There are two common units for measuring light, the candela and the lumen. Both are recognized as standard international units, which also include the second (for time), the kilogram (for weight), and the meter (for length). The candela is a measure of intensity; an ordinary candle gives off light with the intensity of about one candela. The lumen is a measure of "luminous flux;" a standard 100-watt lightbulb gives off 1500–1700 lumens. Luminous flux indicates how much light is actually perceived by the human eye.

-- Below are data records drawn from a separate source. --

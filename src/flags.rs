//!
//! flags.rs
//!
//! Per-sink behavior flags for the fan-out logger.
//!

use bitflags::bitflags;

bitflags! {
	/// Flags controlling what a registered sink receives and how it
	/// behaves on write and teardown.
	#[derive(Debug, Clone, Copy, PartialEq, Eq)]
	pub struct SinkFlags: u8 {
		/// Teardown skips closing this sink's underlying handle.
		const DONT_CLOSE = 0x01;
		/// Writes to this sink are not flushed immediately.
		const DONT_FLUSH = 0x02;
		/// The sink receives the elapsed-time field.
		const PRINT_TIME = 0x04;
		/// The sink receives the severity-tag field.
		const PRINT_TYPE = 0x08;
		/// The sink receives the formatted message body.
		const PRINT_MSG = 0x10;
		/// The sink receives a trailing line terminator.
		const PRINT_ENDL = 0x20;
		/// The sink accepts ANSI color escape sequences.
		const COLORABLE = 0x80;
	}
}

impl SinkFlags {
	/// Default mask for file-path sinks: full line, closed at teardown.
	pub const FILE_DEFAULT: SinkFlags = SinkFlags::PRINT_TIME
		.union(SinkFlags::PRINT_TYPE)
		.union(SinkFlags::PRINT_MSG)
		.union(SinkFlags::PRINT_ENDL);
}
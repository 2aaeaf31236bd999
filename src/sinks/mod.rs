//!
//! sinks/mod.rs
//!
//! Concrete sink handle implementations for the fan-out logger.
//!

#[cfg(feature = "std")]
pub mod file;
pub mod memory;
#[cfg(feature = "std")]
pub mod stdout;
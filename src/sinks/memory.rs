//!
//! memory.rs
//!
//! Shared in-memory sink, usable in both execution environments.
//!

use alloc::{sync::Arc, vec::Vec};

use spin::Mutex;

use crate::{error::LogError, traits::sink_write::SinkWrite};

/// Sink appending into a shared byte buffer. This is the concrete
/// restricted-context implementation: the embedder keeps a clone and
/// drains the buffer to its own console or storage. It also doubles as
/// the natural test double.
///
/// Clones share one buffer, so register a clone and read through the
/// original. The buffer outlives teardown; register with `DONT_CLOSE`
/// when the embedder still wants to drain it afterwards.
#[derive(Clone)]
pub struct MemorySink {
	buf: Arc<Mutex<Vec<u8>>>
}

impl MemorySink {
	pub fn new() -> Self {
		Self {
			buf: Arc::new(Mutex::new(Vec::new()))
		}
	}

	/// Snapshot of everything written so far.
	pub fn contents(&self) -> Vec<u8> {
		self.buf.lock().clone()
	}

	/// Drains the buffer, returning everything written so far.
	pub fn drain(&self) -> Vec<u8> {
		core::mem::take(&mut *self.buf.lock())
	}
}

impl Default for MemorySink {
	fn default() -> Self {
		MemorySink::new()
	}
}

impl SinkWrite for MemorySink {
	fn write(&mut self, buf: &[u8]) -> Result<usize, LogError> {
		let mut inner = self.buf.lock();
		inner.try_reserve(buf.len()).map_err(|_| LogError::Write)?;
		inner.extend_from_slice(buf);
		Ok(buf.len())
	}

	fn flush(&mut self) -> Result<(), LogError> {
		Ok(())
	}
}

Technologies vary in how efficiently they turn electricity into light; halogen lights produce about 12 lumens per watt, ordinary incandescent lightbulbs produce about 15 lumens per watt, and compact fluorescent bulbs produce about 50 lumens per watt.
Origin and Etymology of lumen
New Latin lumin-, lumen, from Latin, light, air shaft, opening
First Known Use: 1873
Medical Definition of lumen
1: the cavity of a tubular organ or part <the lumen of a blood vessel>
2: the bore of a tube (as of a hollow needle or catheter)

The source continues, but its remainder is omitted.